- _Input records_:
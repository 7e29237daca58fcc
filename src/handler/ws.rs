// handler/ws.rs
use std::sync::Arc;

use axum::{
    extract::ws::{Message, WebSocket, WebSocketUpgrade},
    response::IntoResponse,
    routing::get,
    Extension, Router,
};
use futures::{sink::SinkExt, stream::StreamExt};
use tokio::time::{interval, Duration};

use crate::{middleware::JWTAuthMiddeware, service::notification_service::NotificationHub, AppState};

const HEARTBEAT_SECS: u64 = 30;

pub fn ws_handler() -> Router {
    Router::new().route("/", get(ws_upgrade))
}

pub async fn ws_upgrade(
    ws: WebSocketUpgrade,
    Extension(app_state): Extension<Arc<AppState>>,
    Extension(auth): Extension<JWTAuthMiddeware>,
) -> impl IntoResponse {
    let hub = app_state.hub.clone();
    ws.on_upgrade(move |socket| handle_socket(socket, hub, auth))
}

/// Forwards the connection's queue to the socket until either side closes.
async fn handle_socket(socket: WebSocket, hub: Arc<NotificationHub>, auth: JWTAuthMiddeware) {
    let (connection_id, mut events) = hub.register(auth.user_id);
    let (mut sender, mut receiver) = socket.split();

    let mut send_task = tokio::spawn(async move {
        let mut heartbeat = interval(Duration::from_secs(HEARTBEAT_SECS));
        loop {
            tokio::select! {
                _ = heartbeat.tick() => {
                    if sender.send(Message::Ping(Vec::new())).await.is_err() {
                        break;
                    }
                }
                event = events.recv() => {
                    let Some(event) = event else { break };
                    let json = match serde_json::to_string(&event) {
                        Ok(json) => json,
                        Err(e) => {
                            tracing::error!("Failed to serialize {} event: {}", event.kind(), e);
                            continue;
                        }
                    };
                    if sender.send(Message::Text(json)).await.is_err() {
                        break;
                    }
                }
            }
        }
        let _ = sender.close().await;
    });

    let mut recv_task = tokio::spawn(async move {
        while let Some(Ok(msg)) = receiver.next().await {
            if let Message::Close(_) = msg {
                break;
            }
        }
    });

    tokio::select! {
        _ = (&mut send_task) => recv_task.abort(),
        _ = (&mut recv_task) => send_task.abort(),
    }

    hub.unregister(connection_id);
    tracing::debug!("WebSocket closed for user {}", auth.user_id);
}
// models/walletmodels.rs
use chrono::{DateTime, Utc};
use serde::{Deserialize, Serialize};
use uuid::Uuid;

#[derive(Debug, Serialize, Deserialize, Clone, Copy, sqlx::Type, PartialEq, Eq)]
#[sqlx(type_name = "wallet_trx_type", rename_all = "lowercase")]
#[serde(rename_all = "lowercase")]
pub enum WalletTrxType {
    Credit,
    Debit,
    Refund,
}

impl WalletTrxType {
    pub fn to_str(&self) -> &str {
        match self {
            WalletTrxType::Credit => "credit",
            WalletTrxType::Debit => "debit",
            WalletTrxType::Refund => "refund",
        }
    }

    /// Effect of an entry of this type on the owning balance.
    pub fn signed(&self, amount: i64) -> i64 {
        match self {
            WalletTrxType::Credit | WalletTrxType::Refund => amount,
            WalletTrxType::Debit => -amount,
        }
    }

    /// Earnings land on the freelancer profile; refunds and withdrawals move
    /// the client's platform balance.
    pub fn account(&self) -> AccountKind {
        match self {
            WalletTrxType::Credit => AccountKind::Freelancer,
            WalletTrxType::Debit | WalletTrxType::Refund => AccountKind::Client,
        }
    }
}

/// Which balance column an amount lives in: `freelancer_profiles.balance` or
/// `users.balance`.
#[derive(Debug, Serialize, Deserialize, Clone, Copy, PartialEq, Eq, Hash)]
#[serde(rename_all = "lowercase")]
pub enum AccountKind {
    Freelancer,
    Client,
}

impl AccountKind {
    pub fn to_str(&self) -> &str {
        match self {
            AccountKind::Freelancer => "freelancer",
            AccountKind::Client => "client",
        }
    }
}

#[derive(Debug, Serialize, Deserialize, Clone, sqlx::FromRow)]
pub struct WalletTransaction {
    pub id: Uuid,
    pub user_id: Uuid,
    pub amount: i64,
    #[sqlx(rename = "type")]
    #[serde(rename = "type")]
    pub trx_type: WalletTrxType,
    pub description: String,
    pub reference_id: Option<Uuid>,
    pub created_at: DateTime<Utc>,
}

impl WalletTransaction {
    pub fn new(
        user_id: Uuid,
        amount: i64,
        trx_type: WalletTrxType,
        description: String,
        reference_id: Option<Uuid>,
    ) -> Self {
        Self {
            id: Uuid::new_v4(),
            user_id,
            amount,
            trx_type,
            description,
            reference_id,
            created_at: Utc::now(),
        }
    }
}

#[derive(Debug, Serialize, Deserialize, Clone, Default, PartialEq, Eq)]
pub struct WalletSummary {
    pub freelancer_balance: i64,
    pub client_balance: i64,
    pub total_credits: i64,
    pub total_debits: i64,
    pub total_refunds: i64,
}

impl WalletSummary {
    pub fn ledger_total(&self) -> i64 {
        WalletTrxType::Credit.signed(self.total_credits)
            + WalletTrxType::Refund.signed(self.total_refunds)
            + WalletTrxType::Debit.signed(self.total_debits)
    }

    pub fn balance_total(&self) -> i64 {
        self.freelancer_balance + self.client_balance
    }
}

#[cfg(test)]
mod tests {
    use super::*;

    #[test]
    fn test_signed_amounts() {
        assert_eq!(WalletTrxType::Credit.signed(500), 500);
        assert_eq!(WalletTrxType::Refund.signed(500), 500);
        assert_eq!(WalletTrxType::Debit.signed(500), -500);
    }

    #[test]
    fn test_ledger_total_nets_debits() {
        let summary = WalletSummary {
            freelancer_balance: 900,
            client_balance: 300,
            total_credits: 900,
            total_debits: 200,
            total_refunds: 500,
        };
        assert_eq!(summary.ledger_total(), 1200);
        assert_eq!(summary.ledger_total(), summary.balance_total());
    }

    #[test]
    fn test_entry_type_maps_to_account() {
        assert_eq!(WalletTrxType::Credit.account(), AccountKind::Freelancer);
        assert_eq!(WalletTrxType::Refund.account(), AccountKind::Client);
        assert_eq!(WalletTrxType::Debit.account(), AccountKind::Client);
    }
}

- _Required work_: The task calls for all the records above to be repeated exactly.

- _Result of the task_:
repository 7e29237daca58fcc
filename src/handler/ws.rs
// handler/ws.rs
use std::sync::Arc;

use axum::{
    extract::ws::{Message, WebSocket, WebSocketUpgrade},
    response::IntoResponse,
    routing::get,
    Extension, Router,
};
use futures::{sink::SinkExt, stream::StreamExt};
use tokio::time::{interval, Duration};

use crate::{middleware::JWTAuthMiddeware, service::notification_service::NotificationHub, AppState};

const HEARTBEAT_SECS: u64 = 30;

pub fn ws_handler() -> Router {
    Router::new().route("/", get(ws_upgrade))
}

pub async fn ws_upgrade(
    ws: WebSocketUpgrade,
    Extension(app_state): Extension<Arc<AppState>>,
    Extension(auth): Extension<JWTAuthMiddeware>,
) -> impl IntoResponse {
    let hub = app_state.hub.clone();
    ws.on_upgrade(move |socket| handle_socket(socket, hub, auth))
}

/// Forwards the connection's queue to the socket until either side closes.
async fn handle_socket(socket: WebSocket, hub: Arc<NotificationHub>, auth: JWTAuthMiddeware) {
    let (connection_id, mut events) = hub.register(auth.user_id);
    let (mut sender, mut receiver) = socket.split();

    let mut send_task = tokio::spawn(async move {
        let mut heartbeat = interval(Duration::from_secs(HEARTBEAT_SECS));
        loop {
            tokio::select! {
                _ = heartbeat.tick() => {
                    if sender.send(Message::Ping(Vec::new())).await.is_err() {
                        break;
                    }
                }
                event = events.recv() => {
                    let Some(event) = event else { break };
                    let json = match serde_json::to_string(&event) {
                        Ok(json) => json,
                        Err(e) => {
                            tracing::error!("Failed to serialize {} event: {}", event.kind(), e);
                            continue;
                        }
                    };
                    if sender.send(Message::Text(json)).await.is_err() {
                        break;
                    }
                }
            }
        }
        let _ = sender.close().await;
    });

    let mut recv_task = tokio::spawn(async move {
        while let Some(Ok(msg)) = receiver.next().await {
            if let Message::Close(_) = msg {
                break;
            }
        }
    });

    tokio::select! {
        _ = (&mut send_task) => recv_task.abort(),
        _ = (&mut recv_task) => send_task.abort(),
    }

    hub.unregister(connection_id);
    tracing::debug!("WebSocket closed for user {}", auth.user_id);
}
// models/walletmodels.rs
use chrono::{DateTime, Utc};
use serde::{Deserialize, Serialize};
use uuid::Uuid;

#[derive(Debug, Serialize, Deserialize, Clone, Copy, sqlx::Type, PartialEq, Eq)]
#[sqlx(type_name = "wallet_trx_type", rename_all = "lowercase")]
#[serde(rename_all = "lowercase")]
pub enum WalletTrxType {
    Credit,
    Debit,
    Refund,
}

impl WalletTrxType {
    pub fn to_str(&self) -> &str {
        match self {
            WalletTrxType::Credit => "credit",
            WalletTrxType::Debit => "debit",
            WalletTrxType::Refund => "refund",
        }
    }

    /// Effect of an entry of this type on the owning balance.
    pub fn signed(&self, amount: i64) -> i64 {
        match self {
            WalletTrxType::Credit | WalletTrxType::Refund => amount,
            WalletTrxType::Debit => -amount,
        }
    }

    /// Earnings land on the freelancer profile; refunds and withdrawals move
    /// the client's platform balance.
    pub fn account(&self) -> AccountKind {
        match self {
            WalletTrxType::Credit => AccountKind::Freelancer,
            WalletTrxType::Debit | WalletTrxType::Refund => AccountKind::Client,
        }
    }
}

/// Which balance column an amount lives in: `freelancer_profiles.balance` or
/// `users.balance`.
#[derive(Debug, Serialize, Deserialize, Clone, Copy, PartialEq, Eq, Hash)]
#[serde(rename_all = "lowercase")]
pub enum AccountKind {
    Freelancer,
    Client,
}

impl AccountKind {
    pub fn to_str(&self) -> &str {
        match self {
            AccountKind::Freelancer => "freelancer",
            AccountKind::Client => "client",
        }
    }
}

#[derive(Debug, Serialize, Deserialize, Clone, sqlx::FromRow)]
pub struct WalletTransaction {
    pub id: Uuid,
    pub user_id: Uuid,
    pub amount: i64,
    #[sqlx(rename = "type")]
    #[serde(rename = "type")]
    pub trx_type: WalletTrxType,
    pub description: String,
    pub reference_id: Option<Uuid>,
    pub created_at: DateTime<Utc>,
}

impl WalletTransaction {
    pub fn new(
        user_id: Uuid,
        amount: i64,
        trx_type: WalletTrxType,
        description: String,
        reference_id: Option<Uuid>,
    ) -> Self {
        Self {
            id: Uuid::new_v4(),
            user_id,
            amount,
            trx_type,
            description,
            reference_id,
            created_at: Utc::now(),
        }
    }
}

#[derive(Debug, Serialize, Deserialize, Clone, Default, PartialEq, Eq)]
pub struct WalletSummary {
    pub freelancer_balance: i64,
    pub client_balance: i64,
    pub total_credits: i64,
    pub total_debits: i64,
    pub total_refunds: i64,
}

impl WalletSummary {
    pub fn ledger_total(&self) -> i64 {
        WalletTrxType::Credit.signed(self.total_credits)
            + WalletTrxType::Refund.signed(self.total_refunds)
            + WalletTrxType::Debit.signed(self.total_debits)
    }

    pub fn balance_total(&self) -> i64 {
        self.freelancer_balance + self.client_balance
    }
}

#[cfg(test)]
mod tests {
    use super::*;

    #[test]
    fn test_signed_amounts() {
        assert_eq!(WalletTrxType::Credit.signed(500), 500);
        assert_eq!(WalletTrxType::Refund.signed(500), 500);
        assert_eq!(WalletTrxType::Debit.signed(500), -500);
    }

    #[test]
    fn test_ledger_total_nets_debits() {
        let summary = WalletSummary {
            freelancer_balance: 900,
            client_balance: 300,
            total_credits: 900,
            total_debits: 200,
            total_refunds: 500,
        };
        assert_eq!(summary.ledger_total(), 1200);
        assert_eq!(summary.ledger_total(), summary.balance_total());
    }

    #[test]
    fn test_entry_type_maps_to_account() {
        assert_eq!(WalletTrxType::Credit.account(), AccountKind::Freelancer);
        assert_eq!(WalletTrxType::Refund.account(), AccountKind::Client);
        assert_eq!(WalletTrxType::Debit.account(), AccountKind::Client);
    }
}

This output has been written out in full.